If, instead, we play that $x in coin through on a 4-play $.25 machine,
we face HIGHER downside risk than playing it on $.25 single line (as
initially discussed above).

On the other hand, the 4-play $.25 will be subject to lower risk than
single line $1. Again, as discussed above, the 4-play results are
distributed over multiple, independently drawn hands.

--> Thus, in this example, it's more likely that a series of $1 single
line plays will fare poorly than it is that 4 times the draws on
4-play will.

----------

The simple point of the above discussion is to make crystal clear the
two key relationships between single line and multiline play:

-- At a given denomination, multiline play will INCREASE risk over any
$x coin-in compared to single line.

-- For multiline play, at a lower denom than single, AND where wager
per play is identical, multiline play will DECREASE risk for any $x
coin-in compared to single line.

You'll forgive me if I've belabored the obvious, but a firm grasp of
the above is essential. It's not unusual for a player's understanding
to mesh these multiline characteristics a bit.

------------

Having said this much, a player is often drawn to multiline play, yet
confronts the uncertainty of the risk involved (vs. their typical
play). The challenge in assessing risk comes from the fact that the
multiline play under consideration generally involves a greater wager
per play than a typical single line wager.

I've noted that when the total wager is constant, multiline will yield
the lower loss risk. As you increase the wager per play, the loss
risk for a given $x coin-in increases as well.

The consequence is that as you add additional lines to play, there
will be a point at which the player exposes themselves to greater risk
than in their single line play.

This appears to be the gist of reboozer's post; and I presume that, in
essence, reb's allusion to a "breakpoint" is a reference to that point
at which n-play presents similar loss risk to a given single play machine.

------

I can't say what the basis for reb's "20 to 25" hands is.
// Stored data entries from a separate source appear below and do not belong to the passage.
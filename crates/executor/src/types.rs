use std::collections::HashMap;
use std::path::PathBuf;

use common::log_rate::rate_to_weight;
use common::types::RateEdge;

/// Where the executor reads its edge list from.
#[derive(Debug, Clone, PartialEq)]
pub enum DataSource {
    /// The built-in three-node triangle.
    Demo,
    /// A CSV file with `from,to,rate` columns.
    Csv(PathBuf),
}

/// Edges of the built-in demo graph: a -> b -> c -> a, with a 1% edge on the way back.
pub fn demo_edges() -> Vec<RateEdge<String>> {
    vec![
        ("a".to_string(), "b".to_string(), 1.0),
        ("b".to_string(), "c".to_string(), 1.0),
        ("c".to_string(), "a".to_string(), 1.01),
    ]
}

/// Exchange rates keyed by directed pair. Later entries for the same pair
/// replace earlier ones.
#[derive(Debug, Clone, Default)]
pub struct RateTable {
    rates: HashMap<(String, String), f64>,
}

impl RateTable {
    pub fn from_edges(edges: &[RateEdge<String>]) -> Self {
        let rates = edges
            .iter()
            .map(|(from, to, rate)| ((from.clone(), to.clone()), *rate))
            .collect();
        Self { rates }
    }

    pub fn rate(&self, from: &str, to: &str) -> Option<f64> {
        self.rates.get(&(from.to_string(), to.to_string())).copied()
    }

    /// Edge weight `-ln(rate)`; pairs without a rate are unusable (`+inf`).
    pub fn weight(&self, from: &String, to: &String) -> f64 {
        self.rate(from, to).map_or(f64::INFINITY, rate_to_weight)
    }

    pub fn len(&self) -> usize {
        self.rates.len()
    }

    pub fn is_empty(&self) -> bool {
        self.rates.is_empty()
    }
}
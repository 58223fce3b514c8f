//! Conversions between exchange rates and additive edge weights.
//!
//! A cycle of rates `r_1..r_k` is profitable when `∏ r_i > 1`. Taking
//! `w_i = -ln(r_i)` turns the product into a sum, and profit into
//! `∑ w_i < 0`, which is exactly what a negative-cycle search looks for.

/// Transforms a rate into its shortest-path weight, `-ln(rate)`.
///
/// Non-positive rates have no logarithm; they map to `+inf` so the edge can
/// never improve a distance.
pub fn rate_to_weight(rate: f64) -> f64 {
    if rate <= 0.0 {
        return f64::INFINITY;
    }
    -rate.ln()
}

/// Inverse of [`rate_to_weight`].
pub fn weight_to_rate(weight: f64) -> f64 {
    (-weight).exp()
}

#[cfg(test)]
mod log_rate_tests {
    use super::*;

    fn assert_approx_eq(a: f64, b: f64) {
        assert!((a - b).abs() < 1e-12, "{} is not approximately equal to {}", a, b);
    }

    #[test]
    fn unit_rate_has_zero_weight() {
        assert_eq!(rate_to_weight(1.0), 0.0);
    }

    #[test]
    fn profitable_rate_has_negative_weight() {
        assert!(rate_to_weight(2.0) < 0.0);
        assert!(rate_to_weight(0.5) > 0.0);
    }

    #[test]
    fn weights_add_where_rates_multiply() {
        // 2.0 * 3.0 * 4.0 = 24.0
        let sum = rate_to_weight(2.0) + rate_to_weight(3.0) + rate_to_weight(4.0);
        assert_approx_eq(weight_to_rate(sum), 24.0);
    }

    #[test]
    fn non_positive_rate_is_unusable() {
        assert_eq!(rate_to_weight(0.0), f64::INFINITY);
        assert_eq!(rate_to_weight(-1.5), f64::INFINITY);
    }
}
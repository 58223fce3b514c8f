use std::fmt::Debug;

use common::error::{Error, Result};

/// Rotates a cycle so that it starts and ends at `start`.
///
/// An open path (last vertex differs from the first, or a lone vertex) is
/// closed by repeating its first vertex before rotating. The rotation begins at the first
/// occurrence of `start`, so the edges of the cycle are preserved.
///
/// # Errors
/// Returns `Error::InvalidArgument` if `start` does not occur in `path`.
pub fn start_from<V>(path: &[V], start: &V) -> Result<Vec<V>>
where
    V: Clone + PartialEq + Debug,
{
    let Some(index) = path.iter().position(|v| v == start) else {
        return Err(Error::InvalidArgument(format!(
            "start vertex {:?} does not occur in the path",
            start
        )));
    };

    let mut closed = path.to_vec();
    if closed.len() == 1 || closed.first() != closed.last() {
        closed.push(path[0].clone());
    }

    let body = &closed[..closed.len() - 1];
    let mut rotated = Vec::with_capacity(closed.len());
    rotated.extend_from_slice(&body[index..]);
    rotated.extend_from_slice(&body[..index]);
    rotated.push(start.clone());

    Ok(rotated)
}

#[cfg(test)]
mod tests {
    use super::*;

    #[test]
    fn rotates_closed_cycle() {
        let cycle = ["d", "a", "b", "c", "d"];
        assert_eq!(start_from(&cycle, &"a").unwrap(), vec!["a", "b", "c", "d", "a"]);
        assert_eq!(start_from(&cycle, &"d").unwrap(), vec!["d", "a", "b", "c", "d"]);
        assert_eq!(start_from(&cycle, &"c").unwrap(), vec!["c", "d", "a", "b", "c"]);
    }

    #[test]
    fn closes_open_path_before_rotating() {
        let path = ["a", "b", "c"];
        assert_eq!(start_from(&path, &"a").unwrap(), vec!["a", "b", "c", "a"]);
        assert_eq!(start_from(&path, &"c").unwrap(), vec!["c", "a", "b", "c"]);
    }

    #[test]
    fn self_loop_stays_put() {
        assert_eq!(start_from(&["a", "a"], &"a").unwrap(), vec!["a", "a"]);
    }

    #[test]
    fn lone_vertex_is_closed() {
        assert_eq!(start_from(&["a"], &"a").unwrap(), vec!["a", "a"]);
    }

    #[test]
    fn uses_first_occurrence_of_start() {
        // Non-simple closed walk visiting `b` twice.
        let walk = ["a", "b", "c", "b", "a"];
        assert_eq!(
            start_from(&walk, &"b").unwrap(),
            vec!["b", "c", "b", "a", "b"]
        );
    }

    #[test]
    fn missing_start_is_invalid_argument() {
        let result = start_from(&["a", "b", "a"], &"z");
        assert_eq!(
            result,
            Err(Error::InvalidArgument(
                "start vertex \"z\" does not occur in the path".to_string()
            ))
        );
    }

    #[test]
    fn empty_path_is_invalid_argument() {
        let empty: [&str; 0] = [];
        assert!(matches!(
            start_from(&empty, &"a"),
            Err(Error::InvalidArgument(_))
        ));
    }
}
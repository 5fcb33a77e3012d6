//! Command implementations for the CLI
//!
//! - estimate: run the recommender for one workload
//! - pricing: validate and summarize the pricing document
//! - config: configuration display and validation

pub mod config;
pub mod estimate;
pub mod pricing;
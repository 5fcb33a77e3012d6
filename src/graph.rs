//! Layered storage cost graph.
//!
//! Six nodes (three tiers x two providers) live in a fixed arena indexed by
//! [`StorageNode::index`]. Edges only run from one tier to the next, so the
//! graph is acyclic and every node of a lower tier is reachable from either
//! hot node.

use crate::error::{CostError, Result};
use crate::layers::LayerCostResult;
use crate::pricing::PricingTable;
use crate::provider::StorageNode;
use crate::transfer::{egress_cost, Endpoint};
use tracing::debug;

/// A storage node with its own monthly cost and the data volume it hands on
#[derive(Debug, Clone, Copy, PartialEq)]
pub struct GraphNode {
    pub node: StorageNode,
    pub cost: f64,
    pub data_size_in_gb: f64,
}

#[derive(Debug, Clone, Copy, PartialEq)]
pub struct Edge {
    pub to: StorageNode,
    pub weight: f64,
}

#[derive(Debug, Clone)]
pub struct CostGraph {
    nodes: Vec<GraphNode>,
    adjacency: Vec<Vec<Edge>>,
}

impl CostGraph {
    /// Build the graph from one storage result per node, pricing every edge
    /// with the transfer model
    pub fn build(results: &[LayerCostResult], pricing: &PricingTable) -> Result<Self> {
        let mut slots: Vec<Option<GraphNode>> = vec![None; StorageNode::COUNT];
        for result in results {
            let tier = result.layer().storage_tier().ok_or_else(|| {
                CostError::configuration(format!("{} is not a storage layer", result.layer()))
            })?;
            let node = StorageNode::new(tier, result.provider());
            slots[node.index()] = Some(GraphNode {
                node,
                cost: result.total_monthly_cost(),
                data_size_in_gb: result.require_data_size()?,
            });
        }

        let nodes = StorageNode::all()
            .map(|node| {
                slots[node.index()].ok_or_else(|| {
                    CostError::configuration(format!("no storage cost for {}", node))
                })
            })
            .collect::<Result<Vec<_>>>()?;

        Self::layered(nodes, |from, to| {
            egress_cost(
                Endpoint::Storage(from.node),
                Endpoint::Storage(to),
                from.data_size_in_gb,
                pricing,
            )
        })
    }

    /// Graph with explicit node costs (in arena order) and edge weights
    pub fn from_costs(
        node_costs: [f64; StorageNode::COUNT],
        edge_weight: impl Fn(StorageNode, StorageNode) -> f64,
    ) -> Result<Self> {
        let nodes = StorageNode::all()
            .map(|node| GraphNode {
                node,
                cost: node_costs[node.index()],
                data_size_in_gb: 0.0,
            })
            .collect();
        Self::layered(nodes, |from, to| Ok(edge_weight(from.node, to)))
    }

    fn layered(
        nodes: Vec<GraphNode>,
        mut weight: impl FnMut(&GraphNode, StorageNode) -> Result<f64>,
    ) -> Result<Self> {
        for node in &nodes {
            check_weight(node.cost, || format!("node {}", node.node))?;
        }

        let mut adjacency = vec![Vec::new(); nodes.len()];
        for from in &nodes {
            let Some(next_tier) = from.node.tier.next() else {
                continue;
            };
            for to in StorageNode::in_tier(next_tier) {
                let edge_weight = weight(from, to)?;
                check_weight(edge_weight, || format!("edge {} -> {}", from.node, to))?;
                debug!(from = %from.node, %to, weight = edge_weight, "storage edge");
                adjacency[from.node.index()].push(Edge {
                    to,
                    weight: edge_weight,
                });
            }
        }

        Ok(Self { nodes, adjacency })
    }

    pub fn node(&self, node: StorageNode) -> &GraphNode {
        &self.nodes[node.index()]
    }

    pub fn node_cost(&self, node: StorageNode) -> f64 {
        self.nodes[node.index()].cost
    }

    /// Outgoing edges, destinations in canonical provider order
    pub fn neighbors(&self, node: StorageNode) -> &[Edge] {
        &self.adjacency[node.index()]
    }

    pub fn edge_weight(&self, from: StorageNode, to: StorageNode) -> Option<f64> {
        self.neighbors(from)
            .iter()
            .find(|edge| edge.to == to)
            .map(|edge| edge.weight)
    }

    /// All edges as (source, edge) in arena order
    pub fn edges(&self) -> impl Iterator<Item = (StorageNode, &Edge)> + '_ {
        self.nodes
            .iter()
            .flat_map(move |n| self.neighbors(n.node).iter().map(move |e| (n.node, e)))
    }
}

fn check_weight(value: f64, what: impl FnOnce() -> String) -> Result<()> {
    if value.is_finite() && value >= 0.0 {
        Ok(())
    } else {
        Err(CostError::configuration(format!(
            "{} has invalid cost {}",
            what(),
            value
        )))
    }
}

#[cfg(test)]
mod tests {
    use super::*;
    use crate::provider::{Provider, StorageTier};

    #[test]
    fn test_edges_only_join_adjacent_tiers() {
        let graph = CostGraph::from_costs([1.0; StorageNode::COUNT], |_, _| 0.5).unwrap();
        assert_eq!(graph.edges().count(), 8);
        for (from, edge) in graph.edges() {
            assert_eq!(from.tier.next(), Some(edge.to.tier));
        }

        let archive = StorageNode::new(StorageTier::Archive, Provider::Aws);
        assert!(graph.neighbors(archive).is_empty());
    }

    #[test]
    fn test_edge_lookup() {
        let graph = CostGraph::from_costs([0.0; StorageNode::COUNT], |from, to| {
            (from.index() * 10 + to.index()) as f64
        })
        .unwrap();
        let hot = StorageNode::new(StorageTier::Hot, Provider::Azure);
        let cool = StorageNode::new(StorageTier::Cool, Provider::Aws);
        let archive = StorageNode::new(StorageTier::Archive, Provider::Aws);
        assert_eq!(graph.edge_weight(hot, cool), Some(12.0));
        assert_eq!(graph.edge_weight(hot, archive), None);
    }

    #[test]
    fn test_negative_weights_are_rejected() {
        let mut costs = [1.0; StorageNode::COUNT];
        costs[3] = -1.0;
        assert!(CostGraph::from_costs(costs, |_, _| 0.0).is_err());
        assert!(CostGraph::from_costs([1.0; StorageNode::COUNT], |_, _| f64::NAN).is_err());
    }

    #[test]
    fn test_build_requires_every_node() {
        let table = crate::layers::test_support::pricing();
        assert!(matches!(
            CostGraph::build(&[], &table),
            Err(CostError::Configuration(_))
        ));
    }
}
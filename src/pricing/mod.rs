pub mod loader;
pub mod models;
pub mod tiered;

pub use loader::{calculate_hash, load_pricing_file, parse_pricing_json, validate_pricing, LoadedPricing};
pub use models::PricingTable;
pub use tiered::{evaluate, Tier, TierSchedule};
use crate::error::{CostError, Result};
use crate::pricing::models::{CapacityBand, PricingTable, QueryUnitBand};
use sha2::{Digest, Sha256};
use std::path::Path;
use tracing::{debug, info};

/// Pricing table together with the fingerprint of the document it came from
#[derive(Debug, Clone)]
pub struct LoadedPricing {
    pub table: PricingTable,
    pub fingerprint: String,
    pub source: String,
}

/// Read, parse and validate a pricing document from disk
pub fn load_pricing_file(path: impl AsRef<Path>) -> Result<LoadedPricing> {
    let path = path.as_ref();
    info!("Loading pricing data from: {}", path.display());

    let content = std::fs::read_to_string(path).map_err(|e| {
        CostError::configuration(format!("Failed to read pricing file {}: {}", path.display(), e))
    })?;
    debug!("Read {} bytes of pricing data", content.len());

    let table = parse_pricing_json(&content)?;
    let fingerprint = calculate_hash(&content);
    info!(fingerprint = %fingerprint, "Pricing data loaded");

    Ok(LoadedPricing {
        table,
        fingerprint,
        source: path.display().to_string(),
    })
}

/// Parse pricing JSON and validate it
pub fn parse_pricing_json(json: &str) -> Result<PricingTable> {
    let table: PricingTable = serde_json::from_str(json)
        .map_err(|e| CostError::configuration(format!("Failed to parse pricing JSON: {}", e)))?;
    validate_pricing(&table)?;
    Ok(table)
}

/// Calculate SHA256 hash of content
pub fn calculate_hash(content: &str) -> String {
    let mut hasher = Sha256::new();
    hasher.update(content.as_bytes());
    format!("{:x}", hasher.finalize())
}

/// Check every tier list, band list and flat price of the table
pub fn validate_pricing(table: &PricingTable) -> Result<()> {
    let aws = &table.aws;
    let azure = &table.azure;

    aws.transfer.validate("aws.transfer")?;
    azure.transfer.validate("azure.transfer")?;
    aws.iot_core.message_tiers.validate("aws.iotCore.messageTiers")?;

    check_prices(
        "aws.iotCore",
        &[
            ("pricePerDeviceAndMonth", aws.iot_core.price_per_device_and_month),
            ("priceRulesTriggered", aws.iot_core.price_rules_triggered),
        ],
    )?;
    check_positive("aws.iotCore.billingMessageSizeKb", aws.iot_core.billing_message_size_kb)?;
    check_positive("azure.iotHub.billingMessageSizeKb", azure.iot_hub.billing_message_size_kb)?;
    validate_capacity_bands("azure.iotHub.capacityBands", &azure.iot_hub.capacity_bands)?;

    for (name, serverless) in [("aws.lambda", &aws.lambda), ("azure.functions", &azure.functions)] {
        check_prices(
            name,
            &[
                ("requestPrice", serverless.request_price),
                ("durationPrice", serverless.duration_price),
                ("freeRequests", serverless.free_requests),
                ("freeComputeTime", serverless.free_compute_time),
                ("executionDurationMs", serverless.execution_duration_ms),
                ("allocatedMemoryMb", serverless.allocated_memory_mb),
            ],
        )?;
    }

    check_prices(
        "aws.dynamoDb",
        &[
            ("writePrice", aws.dynamo_db.write_price),
            ("readPrice", aws.dynamo_db.read_price),
            ("storagePrice", aws.dynamo_db.storage_price),
            ("freeStorage", aws.dynamo_db.free_storage),
        ],
    )?;
    check_prices(
        "azure.cosmosDb",
        &[
            ("minimumRequestUnits", azure.cosmos_db.minimum_request_units),
            ("rusPerWrite", azure.cosmos_db.rus_per_write),
            ("rusPerRead", azure.cosmos_db.rus_per_read),
            ("storagePrice", azure.cosmos_db.storage_price),
            ("requestPrice", azure.cosmos_db.request_price),
            ("messageSizeMultiplierStep", azure.cosmos_db.message_size_multiplier_step),
        ],
    )?;
    check_prices(
        "aws.s3InfrequentAccess",
        &[
            ("storagePrice", aws.s3_infrequent_access.storage_price),
            ("upfrontPrice", aws.s3_infrequent_access.upfront_price),
            ("requestPrice", aws.s3_infrequent_access.request_price),
            ("dataRetrievalPrice", aws.s3_infrequent_access.data_retrieval_price),
            ("transferCostFromDynamoDb", aws.s3_infrequent_access.transfer_cost_from_dynamo_db),
            ("transferCostFromCosmosDb", aws.s3_infrequent_access.transfer_cost_from_cosmos_db),
        ],
    )?;
    check_prices(
        "azure.blobStorageCool",
        &[
            ("storagePrice", azure.blob_storage_cool.storage_price),
            ("writePrice", azure.blob_storage_cool.write_price),
            ("readPrice", azure.blob_storage_cool.read_price),
            ("dataRetrievalPrice", azure.blob_storage_cool.data_retrieval_price),
            ("transferCostFromCosmosDb", azure.blob_storage_cool.transfer_cost_from_cosmos_db),
            (
                "freeTransferFromCosmosDbGb",
                azure.blob_storage_cool.free_transfer_from_cosmos_db_gb,
            ),
        ],
    )?;
    check_prices(
        "aws.s3GlacierDeepArchive",
        &[
            ("storagePrice", aws.s3_glacier_deep_archive.storage_price),
            ("lifecycleAndWritePrice", aws.s3_glacier_deep_archive.lifecycle_and_write_price),
            ("dataRetrievalPrice", aws.s3_glacier_deep_archive.data_retrieval_price),
        ],
    )?;
    check_prices(
        "azure.blobStorageArchive",
        &[
            ("storagePrice", azure.blob_storage_archive.storage_price),
            ("writePrice", azure.blob_storage_archive.write_price),
            ("dataRetrievalPrice", azure.blob_storage_archive.data_retrieval_price),
        ],
    )?;
    check_prices(
        "aws.iotTwinMaker",
        &[
            ("entityPrice", aws.iot_twin_maker.entity_price),
            (
                "unifiedDataAccessApiCallsPrice",
                aws.iot_twin_maker.unified_data_access_api_calls_price,
            ),
            ("queryPrice", aws.iot_twin_maker.query_price),
        ],
    )?;
    check_prices(
        "azure.digitalTwins",
        &[
            ("operationPrice", azure.digital_twins.operation_price),
            ("queryPrice", azure.digital_twins.query_price),
        ],
    )?;
    validate_query_unit_bands(
        "azure.digitalTwins.queryUnitTiers",
        &azure.digital_twins.query_unit_tiers,
    )?;
    check_prices(
        "aws.managedGrafana",
        &[
            ("editorPrice", aws.managed_grafana.editor_price),
            ("viewerPrice", aws.managed_grafana.viewer_price),
        ],
    )?;
    check_prices(
        "azure.managedGrafana",
        &[
            ("userPrice", azure.managed_grafana.user_price),
            ("hourlyPrice", azure.managed_grafana.hourly_price),
        ],
    )?;

    debug!("Pricing table passed validation");
    Ok(())
}

fn check_prices(service: &str, entries: &[(&str, f64)]) -> Result<()> {
    for (field, value) in entries {
        if !value.is_finite() || *value < 0.0 {
            return Err(CostError::configuration(format!(
                "{}.{} must be a non-negative number, got {}",
                service, field, value
            )));
        }
    }
    Ok(())
}

fn check_positive(name: &str, value: f64) -> Result<()> {
    if !value.is_finite() || value <= 0.0 {
        return Err(CostError::configuration(format!(
            "{} must be positive, got {}",
            name, value
        )));
    }
    Ok(())
}

fn validate_capacity_bands(name: &str, bands: &[CapacityBand]) -> Result<()> {
    if bands.is_empty() {
        return Err(CostError::configuration(format!("{}: band list is empty", name)));
    }
    let last = bands.len() - 1;
    let mut previous: Option<f64> = None;
    for (idx, band) in bands.iter().enumerate() {
        check_positive(&format!("{}[{}].threshold", name, idx), band.threshold)?;
        check_prices(name, &[("price", band.price)])?;
        match band.limit {
            Some(limit) => {
                check_prices(name, &[("limit", limit)])?;
                if previous.is_some_and(|p| limit <= p) {
                    return Err(CostError::configuration(format!(
                        "{}: band limits must be strictly ascending",
                        name
                    )));
                }
                previous = Some(limit);
            }
            None if idx != last => {
                return Err(CostError::configuration(format!(
                    "{}: only the final band may be unbounded",
                    name
                )));
            }
            None => {}
        }
    }
    Ok(())
}

/// Bands cover whole device counts without gaps or overlaps; only the last one is open
fn validate_query_unit_bands(name: &str, bands: &[QueryUnitBand]) -> Result<()> {
    if bands.is_empty() {
        return Err(CostError::configuration(format!("{}: band list is empty", name)));
    }
    let last = bands.len() - 1;
    for (idx, band) in bands.iter().enumerate() {
        check_prices(name, &[("lower", band.lower), ("value", band.value)])?;
        match (band.upper, bands.get(idx + 1)) {
            (Some(upper), next) => {
                if !upper.is_finite() || upper < band.lower {
                    return Err(CostError::configuration(format!(
                        "{}: upper bound {} is below lower bound {}",
                        name, upper, band.lower
                    )));
                }
                match next {
                    Some(next) if next.lower != upper + 1.0 => {
                        return Err(CostError::configuration(format!(
                            "{}[{}]: band starts at {}, expected {}",
                            name,
                            idx + 1,
                            next.lower,
                            upper + 1.0
                        )));
                    }
                    Some(_) => {}
                    None => {
                        return Err(CostError::configuration(format!(
                            "{}: the final band must be unbounded",
                            name
                        )));
                    }
                }
            }
            (None, _) if idx != last => {
                return Err(CostError::configuration(format!(
                    "{}: only the final band may be unbounded",
                    name
                )));
            }
            (None, _) => {}
        }
    }
    Ok(())
}
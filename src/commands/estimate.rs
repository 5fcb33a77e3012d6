use anyhow::{Context, Result};
use colored::Colorize;
use comfy_table::{presets::UTF8_FULL, Cell, Color, ContentArrangement, Table};
use std::path::Path;
use tracing::info;
use twin_cost::config::Config;
use twin_cost::error::{CostError, ErrorReport};
use twin_cost::layers::Layer;
use twin_cost::pricing::load_pricing_file;
use twin_cost::{ArchitectureRecommender, Provider, Recommendation, RecommenderOptions, WorkloadInput};

use crate::cli::{EstimateArgs, OutputFormat};

/// Shorter cool retention triggers early-deletion charges
const MIN_COOL_MONTHS: f64 = 1.0;
/// Shorter archive retention triggers early-deletion charges
const MIN_ARCHIVE_MONTHS: f64 = 6.0;

/// Execute the estimate command
///
/// With `--format json` a failure is also printed to stdout as an error record
pub fn execute(cfg: &Config, args: EstimateArgs) -> Result<()> {
    let format = args.format;
    match run(cfg, args) {
        Err(err) if format == OutputFormat::Json => {
            println!("{}", serde_json::to_string_pretty(&error_report(&err))?);
            Err(err)
        }
        other => other,
    }
}

fn error_report(err: &anyhow::Error) -> ErrorReport {
    match err.downcast_ref::<CostError>() {
        Some(cost_error) => ErrorReport::from(cost_error),
        None => ErrorReport {
            error: "error",
            message: format!("{:#}", err),
        },
    }
}

fn run(cfg: &Config, args: EstimateArgs) -> Result<()> {
    let workload = match &args.workload {
        Some(path) => read_workload(path)?,
        None => workload_from_args(&args),
    };
    check_minimum_retention(&workload)?;

    let pricing_path = args.pricing.as_deref().unwrap_or(cfg.pricing.path.as_path());
    let pricing = load_pricing_file(pricing_path)?;

    let options = RecommenderOptions {
        twin_query_model: cfg.twin_management.query_model,
    };
    let recommendation = ArchitectureRecommender::new(&pricing.table, options).recommend(&workload)?;
    info!(
        pricing_fingerprint = %pricing.fingerprint,
        total_monthly_cost = recommendation.total_monthly_cost,
        "Estimate completed"
    );

    match args.format {
        OutputFormat::Json => println!("{}", serde_json::to_string_pretty(&recommendation)?),
        OutputFormat::Table => print_report(&recommendation),
    }
    Ok(())
}

fn workload_from_args(args: &EstimateArgs) -> WorkloadInput {
    WorkloadInput {
        devices: args.devices,
        interval_minutes: args.interval,
        message_size_kb: args.message_size,
        hot_months: args.hot_months,
        cool_months: args.cool_months,
        archive_months: args.archive_months,
        entity_count: args.entities,
        editors: args.editors,
        viewers: args.viewers,
        dashboard_refreshes_per_hour: args.refreshes_per_hour,
        dashboard_active_hours_per_day: args.active_hours,
    }
}

/// Read a workload file; `.json` is parsed as JSON, anything else as TOML
fn read_workload(path: &Path) -> Result<WorkloadInput> {
    let content = std::fs::read_to_string(path)
        .with_context(|| format!("Failed to read workload file {}", path.display()))?;

    let is_json = path
        .extension()
        .is_some_and(|ext| ext.eq_ignore_ascii_case("json"));
    let workload = if is_json {
        serde_json::from_str(&content)
            .with_context(|| format!("Invalid workload JSON in {}", path.display()))?
    } else {
        toml::from_str(&content)
            .with_context(|| format!("Invalid workload TOML in {}", path.display()))?
    };
    Ok(workload)
}

fn check_minimum_retention(workload: &WorkloadInput) -> twin_cost::Result<()> {
    if workload.cool_months < MIN_COOL_MONTHS {
        return Err(CostError::invalid_input(format!(
            "Cool storage retention must be at least {} month, got {}",
            MIN_COOL_MONTHS, workload.cool_months
        )));
    }
    if workload.archive_months < MIN_ARCHIVE_MONTHS {
        return Err(CostError::invalid_input(format!(
            "Archive storage retention must be at least {} months, got {}",
            MIN_ARCHIVE_MONTHS, workload.archive_months
        )));
    }
    Ok(())
}

/// Provider the recommendation picked for `layer`
fn chosen_provider(recommendation: &Recommendation, layer: Layer) -> Option<Provider> {
    match layer {
        Layer::Acquisition | Layer::Processing => Some(recommendation.feeder),
        Layer::TwinManagement => Some(recommendation.twin_management),
        Layer::Visualization => Some(recommendation.visualization),
        storage => {
            let tier = storage.storage_tier()?;
            recommendation
                .storage_path
                .nodes
                .iter()
                .find(|node| node.tier == tier)
                .map(|node| node.provider)
        }
    }
}

fn build_layer_table(recommendation: &Recommendation) -> Table {
    let mut table = Table::new();
    table
        .load_preset(UTF8_FULL)
        .set_content_arrangement(ContentArrangement::Dynamic);

    let mut header = vec![Cell::new("LAYER").fg(Color::Cyan)];
    header.extend(
        Provider::ALL
            .iter()
            .map(|p| Cell::new(format!("{} $/MONTH", p).to_uppercase()).fg(Color::Cyan)),
    );
    header.push(Cell::new("CHOSEN").fg(Color::Cyan));
    table.set_header(header);

    for comparison in &recommendation.layers {
        let chosen = chosen_provider(recommendation, comparison.layer);
        let mut row = vec![Cell::new(comparison.layer.to_string())];
        for provider in Provider::ALL {
            let cell = match comparison.result(provider) {
                Some(result) => {
                    let cell = Cell::new(format!("{:.2}", result.total_monthly_cost()));
                    if chosen == Some(provider) {
                        cell.fg(Color::Green)
                    } else {
                        cell
                    }
                }
                None => Cell::new("n/a").fg(Color::DarkGrey),
            };
            row.push(cell);
        }
        row.push(Cell::new(chosen.map_or_else(|| "-".to_string(), |p| p.to_string())));
        table.add_row(row);
    }

    table
}

fn print_report(recommendation: &Recommendation) {
    if let Some(acquisition) = recommendation.layer(Layer::Acquisition) {
        if let Some(messages) = acquisition
            .results
            .first()
            .and_then(|r| r.total_messages_per_month())
        {
            println!("{}: {:.0}", "Messages per month".cyan(), messages);
        }
    }
    println!();

    println!("{}", "Monthly cost per layer:".bold());
    println!("{}", build_layer_table(recommendation));
    println!();

    println!(
        "{}: {} (${:.2})",
        "Storage path".cyan(),
        recommendation.storage_path.labels().join(" → "),
        recommendation.storage_path.total_cost
    );
    println!(
        "{}: {}",
        "Recommended architecture".green().bold(),
        recommendation.path_labels().join(" → ")
    );
    println!(
        "{}: ${:.2}",
        "Total monthly cost".green().bold(),
        recommendation.total_monthly_cost
    );
}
I will say
that it's difficult to say exactly what the "breakpoint" is for a
given play -- experience may be the best guide.

That said, that experience is best gained through modest increments in
number of lines played. As with any play, what you see in a
particular session may differ sharply from how play generally tends to
proceed.

For a one time proposition, such as DIAD, there's good reason to
proceed with some caution rather than risk "bettor's remorse".

==================================================================

I hope that satisfies reb's desire for a general understanding. I'm
following with a couple "theoretical" observations that are best
skipped by most (if not all):

I offer up that there is a makeshift means to roughly approximate
reb's "breakpoint" -- you equalize variance between your single line
play and multiline over the course of intended wagers.

Discussing how to do that is outside the scope of this discussion.
While not terribly difficult, it involves something beyond just
seeking out the point at which single line variance is equal to the
multiline variance as calculated above (for which Jazbo provides
necessary covariance values for a number of games).

What must be equalized isn't variance per play (the numbers just
noted) but instead variance over all plays in your intended session(s)
-- where you determine cumulative play variance, accounting for the
number of plays given a different wager per play).

I simply note this as an approach for those determined; it has it's
limitations that make it more an academic exercise than practical.

The variance statistic describes fluctuations in play over the "long
term". Short term behavior differs between single line play vs.
multiline (in other words, if you were to chart loss risk over varying
number of total coin-in, the graphs for each would have differing
shapes). As a consequence, while the approach noted above might be
viable in assessing relative longer term bankroll risk, over the
course of something as abbreviated as DIAD play it'll only roughly
describe how the two compare.

Still, that rough description isn't too bad a place to start if you're
really looking for a quantitative approach (and I have), followed up
with some fine-tuning "in the field".

- Harry